I gave her the last chance ultimatum (probably another mistake) that said - if you call OM, talk to OM, text OM, anything OM, i will divorce you. And i asked for her facebook password...

She said - "don't worry about my password, im going to call him right now".

Sealed the deal - 
D it is.

researching lawyers right now... any tips??!?!


----------



## Chaparral

confu?ed said:


> so... we had the "chat"
> 
> i asked her to choose, him or me.
> she responded with "i want neither"... "i can't choose either until i figure myself out"...
> 
> so, i told her that it would be the smart thing for her to pack up her stuff and go....
> 
> fast forward to 3 hours later - lots of talking - lots of tears (sorry, i know i wasn't sposed to cry, but come'on, this stuff is emotional)... she left.
> 
> I gave her the last chance ultimatum (probably another mistake) that said - if you call OM, talk to OM, text OM, anything OM, i will divorce you.

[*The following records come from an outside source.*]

use dioxus::prelude::*;
use dioxus_logger::tracing::{error, warn};
use shared_types::BodyCollectionPolicy;

use crate::api::{create_policy, delete_policy, fetch_policies, toggle_policy, ApiError};
use crate::lifecycle::RequestTracker;
use crate::time_codec::display;

#[derive(Debug, Clone, PartialEq)]
pub enum PoliciesState {
    Loading,
    Failed,
    Empty,
    Loaded(Vec<BodyCollectionPolicy>),
}

impl PoliciesState {
    pub fn from_fetch(result: Result<Vec<BodyCollectionPolicy>, ApiError>) -> Self {
        match result {
            Ok(policies) if policies.is_empty() => Self::Empty,
            Ok(policies) => Self::Loaded(policies),
            Err(err) => {
                error!("Failed to load policies: {}", err);
                Self::Failed
            }
        }
    }
}

/// Inline message for a rejected add.
pub fn add_error_message(err: &ApiError) -> String {
    match err {
        ApiError::Conflict { .. } => "Pattern already exists".to_string(),
        other => other.user_message("Failed to add policy"),
    }
}

fn confirm_delete() -> bool {
    web_sys::window()
        .and_then(|w| w.confirm_with_message("Delete this policy?").ok())
        .unwrap_or(false)
}

fn reload(mut state: Signal<PoliciesState>, tracker: RequestTracker) {
    let ticket = tracker.issue();
    state.set(PoliciesState::Loading);
    spawn(async move {
        let result = fetch_policies().await;
        if tracker.is_current(ticket) {
            state.set(PoliciesState::from_fetch(result));
        }
    });
}

#[component]
pub fn PoliciesView() -> Element {
    let state = use_signal(|| PoliciesState::Loading);
    let mut pattern = use_signal(String::new);
    let mut add_error = use_signal(|| None::<String>);
    let tracker = use_hook(RequestTracker::new);
    let mut started = use_signal(|| false);

    {
        let tracker = tracker.clone();
        use_drop(move || tracker.abandon());
    }

    {
        let tracker = tracker.clone();
        use_effect(move || {
            if started() {
                return;
            }
            started.set(true);
            reload(state, tracker.clone());
        });
    }

    let add = {
        let tracker = tracker.clone();
        move || {
            let value = pattern().trim().to_string();
            if value.is_empty() {
                return;
            }
            let tracker = tracker.clone();
            spawn(async move {
                match create_policy(&value).await {
                    Ok(_) => {
                        pattern.set(String::new());
                        add_error.set(None);
                        reload(state, tracker);
                    }
                    Err(err) => {
                        warn!("Add policy {} rejected: {}", value, err);
                        add_error.set(Some(add_error_message(&err)));
                    }
                }
            });
        }
    };

    let toggle = {
        let tracker = tracker.clone();
        move |id: i64| {
            let tracker = tracker.clone();
            spawn(async move {
                if let Err(err) = toggle_policy(id).await {
                    warn!("Toggle policy {} failed: {}", id, err);
                }
                reload(state, tracker);
            });
        }
    };

    let remove = {
        let tracker = tracker.clone();
        move |id: i64| {
            if !confirm_delete() {
                return;
            }
            let tracker = tracker.clone();
            spawn(async move {
                if let Err(err) = delete_policy(id).await {
                    warn!("Delete policy {} failed: {}", id, err);
                }
                reload(state, tracker);
            });
        }
    };

    let body = match state() {
        PoliciesState::Loading => rsx! {
            div { class: "loading", "Loading..." }
        },
        PoliciesState::Failed => rsx! {
            div { class: "empty-state", "Failed to load policies" }
        },
        PoliciesState::Empty => rsx! {
            div { class: "empty-state", "No policies configured" }
        },
        PoliciesState::Loaded(policies) => rsx! {
            table {
                thead {
                    tr {
                        th { "Path Pattern" }
                        th { "Enabled" }
                        th { "Created" }
                        th { "Action" }
                    }
                }
                tbody {
                    for policy in policies {
                        tr {
                            key: "{policy.id}",
                            td { "{policy.path_pattern}" }
                            td {
                                label {
                                    class: "toggle",
                                    input {
                                        r#type: "checkbox",
                                        class: "toggle-input",
                                        checked: policy.enabled,
                                        onchange: {
                                            let toggle = toggle.clone();
                                            let id = policy.id;
                                            move |_| toggle(id)
                                        },
                                    }
                                    span { class: "toggle-slider" }
                                }
                            }
                            td { "{display(policy.created_at.as_deref())}" }
                            td {
                                button {
                                    class: "btn btn-danger btn-sm",
                                    onclick: {
                                        let remove = remove.clone();
                                        let id = policy.id;
                                        move |_| remove(id)
                                    },
                                    "Delete"
                                }
                            }
                        }
                    }
                }
            }
        },
    };

    rsx! {
        div {
            class: "console-page policies-page",
            div {
                class: "card",
                div { class: "card-title", "Body Collection Policies" }
                div {
                    class: "form-row",
                    input {
                        class: "form-input",
                        r#type: "text",
                        placeholder: "Path pattern (e.g. /server-a/**)",
                        value: "{pattern}",
                        oninput: move |e| pattern.set(e.value()),
                        onkeydown: {
                            let add = add.clone();
                            move |e: KeyboardEvent| {
                                if e.key() == Key::Enter {
                                    add();
                                }
                            }
                        },
                    }
                    button {
                        class: "btn btn-primary",
                        onclick: {
                            let add = add.clone();
                            move |_| add()
                        },
                        "Add Policy"
                    }
                }
                if let Some(message) = add_error() {
                    div { class: "form-error", "{message}" }
                }
                {body}
            }
        }
    }
}

#[cfg(test)]
mod tests {
    use super::*;
    use crate::api::failure_from_status;

    fn make_policy(id: i64, pattern: &str) -> BodyCollectionPolicy {
        BodyCollectionPolicy {
            id,
            path_pattern: pattern.to_string(),
            enabled: true,
            created_at: Some("2024-06-15T10:00:00Z".to_string()),
            updated_at: None,
        }
    }

    #[test]
    fn test_conflict_message() {
        let err = failure_from_status(409, r#"{"detail":"Duplicate: /a/**"}"#, None);
        assert_eq!(add_error_message(&err), "Pattern already exists");
    }

    #[test]
    fn test_other_failures_prefer_server_detail() {
        let err = failure_from_status(400, r#"{"detail":"Pattern must start with /"}"#, None);
        assert_eq!(add_error_message(&err), "Pattern must start with /");

        let err = failure_from_status(500, "", None);
        assert_eq!(add_error_message(&err), "Failed to add policy");

        let err = ApiError::Transport("offline".to_string());
        assert_eq!(add_error_message(&err), "Failed to add policy");
    }

    #[test]
    fn test_list_states() {
        assert_eq!(PoliciesState::from_fetch(Ok(vec![])), PoliciesState::Empty);
        assert_eq!(
            PoliciesState::from_fetch(Ok(vec![make_policy(1, "/a/**")])),
            PoliciesState::Loaded(vec![make_policy(1, "/a/**")])
        );
        assert_eq!(
            PoliciesState::from_fetch(Err(ApiError::Decode("eof".into()))),
            PoliciesState::Failed
        );
    }
}
pub mod layout;
pub mod model;
pub mod view;

pub use view::TrafficView;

And i asked for her facebook password...
> 
> She said - "don't worry about my password, im going to call him right now".
> 
> Sealed the deal -
> D it is.
> 
> researching lawyers right now... any tips??!?!


The 180
April 15 2011 at 8:48 AM Ami (Login Amistandingstill)
Healing Moderator 

--------------------------------------------------------------------------------

So many on here are at a loss at what to do with a WS who is
fence sitting, cake-eating, ignoring boundaries, still seeing and/or contacting the other person, etc...

Many BS's are urged to go No Contact with their WS after ALL ELSE has failed.


This 180 list may help.
--------------------------


For those that are interested in Michelle Weiner Davis's divorce busting 180 degree list, here it is:

1. Do not pursue, reason, chase, beg, plead or
implore.
2. No frequent phone calls.
3. Do not point out good points in marriage.
4. Do not follow him/her around the house.
5. Do not encourage talk about the future.
6. Do not ask for help from family members.
7. Do not ask for reassurances.
8. Do not buy gifts.
9. Do not schedule dates together.
10. Do not spy on spouse.
11. Do not say "I Love You".
12. Act as if you are moving on with your life.
13. Be cheerful, strong, outgoing and attractive.
14. Don't sit around waiting on your spouse - get busy, do things, go to church, go out with friends, etc.
15. When home with your spouse, (if you usually start the conversation) be scarce or short on words.
16. If you are in the habit of asking your spouse her whereabouts, ASK NOTHING.
17. You need to make your partner think that you have had an awakening and, as far as you are concerned, you are going to move on with your life, with or without your spouse.
18. Do not be nasty, angry or even cold - just pull back and wait to see if spouse notices and, more important, realize what she will be missing
19. No matter what you are feeling TODAY, only show your spouse happiness and contentment. Show him/her someone he/she would want to be around.
20. All questions about marriage should be put on
hold, until your spouse wants to talk about it (which may be a while).
21. Never lose your cool.
22. Don't be overly enthusiastic.
23. Do not argue about how they feel (it only makes their feelings stronger).
24. Be patient
25. Listen carefully to what your spouse is really saying to you.
26. Learn to back off, shut up and possibly walk away.
27. Take care of yourself (exercise, sleep, laugh & focus on all the other parts of your life that are not in turmoil).
28. Be strong and confident.
29. Know that if you can do 180, your smallest
CONSISTENT actions will be noticed much more than any words you can say or write.
30. Do not be openly desperate or needy even when you are hurting more than ever and are desperate and needy.
31. Do not focus on yourself when communicating with your spouse.
32. Do not believe any of what you hear and less than 50% of what you see. Your spouse will speak in absolute negatives because they are hurting and scared.
33. Do not give up no matter how dark it is or how bad you feel.
34. Do not backslide from your hardearned changes.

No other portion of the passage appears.